Extracted material Start Marker

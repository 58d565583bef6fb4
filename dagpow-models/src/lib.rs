// Copyright (c) 2022 MASSA LABS <info@massa.net>
//! Data types shared by the block producer and the synchronization engine.

#![warn(missing_docs)]
#![warn(unused_crate_dependencies)]

pub use block::{Block, BlockHash, RawBlock};
pub use digest::{sub_range_step, RangeDigest};
pub use error::{ModelsError, ModelsResult};
pub use import::ImportOutcome;
pub use peer::{Difficulty, PeerId};
pub use sync_status::{SyncState, SyncStatus};
pub use task::{ChannelId, Share, Task};
pub use wrapper::BlockWrapper;

mod block;
/// default values of the worker configurations
pub mod config;
mod digest;
/// models error
pub mod error;
mod import;
mod peer;
mod sync_status;
mod task;
mod wrapper;

#[cfg(any(test, feature = "test-exports"))]
/// helpers building blocks for tests
pub mod test_exports;
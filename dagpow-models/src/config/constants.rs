// Copyright (c) 2022 MASSA LABS <info@massa.net>
//! DEFAULT VALUES USED TO INITIALIZE THE WORKER CONFIGURATIONS
//!
//! Each worker `Default` config takes its values from this file. They are
//! passed with dependency injection in a `cfg` parameter to each worker,
//! which keeps unit tests free to shrink them.

use std::time::Duration;

use dagpow_time::DagTime;

/// Size of a raw block in bytes
pub const RAW_BLOCK_SIZE: usize = 512;
/// Size of one block field in bytes
pub const FIELD_SIZE: usize = 32;
/// Number of fields of a block
pub const FIELD_COUNT: usize = RAW_BLOCK_SIZE / FIELD_SIZE;
/// Block bytes covered by the miner midstate
pub const MIDSTATE_PREFIX_BYTES: usize = 448;
/// Field holding the last bytes hashed by miners before the nonce
pub const TRAILING_FIELD_INDEX: usize = 14;
/// Field holding the nonce
pub const NONCE_FIELD_INDEX: usize = 15;
/// Size of a miner address in bytes, prefix of every initial nonce
pub const MINER_ADDRESS_SIZE: usize = 20;

/// Size of a range digest in bytes
pub const RANGE_DIGEST_SIZE: usize = 256;
/// Number of sub-ranges summarized by a range digest
pub const RANGE_DIGEST_SLOTS: usize = 16;
/// Size of the summary of one sub-range
pub const RANGE_DIGEST_SLOT_SIZE: usize = RANGE_DIGEST_SIZE / RANGE_DIGEST_SLOTS;

/// Mining cycle length: 2^16 ticks (64 s)
pub const MAIN_PERIOD: DagTime = DagTime::from_ticks(1 << 16);
/// The first deadline is the end of the period containing `now + MIN_CYCLE_LEAD`
pub const MIN_CYCLE_LEAD: DagTime = DagTime::from_ticks(64);
/// Number of slots of the best share window
pub const BEST_SHARE_WINDOW_SLOTS: usize = 16;
/// Polling interval of the cycle timer
pub const TIMER_POLL_INTERVAL: Duration = Duration::from_millis(10);
/// Capacity of the outbound block queue of the broadcaster
pub const BROADCAST_QUEUE_SIZE: usize = 1024;
/// Capacity of the producer event queue
pub const EVENT_QUEUE_SIZE: usize = 4096;
/// Hop count given to freshly mined or requested blocks
pub const BLOCK_TTL: u8 = 5;
/// Hop count of blocks sent in answer to a blocks request
pub const BLOCKS_REPLY_TTL: u8 = 1;

/// Interval between two range sync cycles
pub const SYNC_INTERVAL: Duration = Duration::from_secs(10);
/// Delay before the first range sync cycle
pub const SYNC_START_DELAY: Duration = Duration::from_secs(32);
/// A node that never reaches its peers difficulty declares itself synced after this (2 main periods)
pub const SYNC_DONE_WAIT: Duration = Duration::from_secs(128);
/// Largest span requested directly as blocks instead of digests: 2^20 ticks
pub const REQUEST_BLOCKS_MAX_TIME: DagTime = DagTime::from_ticks(1 << 20);
/// Timeout of an outstanding sums or blocks request
pub const REQUEST_WAIT: Duration = Duration::from_secs(64);
/// Span of the root digest request
pub const FULL_SYNC_SPAN: DagTime = DagTime::from_ticks(1 << 48);
/// Maximum number of missing parents tracked
pub const MAX_PENDING_PARENTS: usize = 500_000;
/// Parents evicted at once when the pending map is full
pub const PENDING_EVICTION_BATCH: usize = 5_000;
/// A duplicate orphan re-triggers its parent request once this has elapsed
pub const PENDING_REREQUEST_DELAY: Duration = Duration::from_secs(64);
/// Capacity of the sync event channel
pub const SYNC_EVENT_CHANNEL_SIZE: usize = 64;

/// Bounded wait when joining a worker thread
pub const STOP_TIMEOUT: Duration = Duration::from_secs(5);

Extracted material End Marker

--- What the exercise asks ---
Copy all the lines above that hold the string "wrapper".

--- Reply ---
pub use wrapper::BlockWrapper;
mod wrapper;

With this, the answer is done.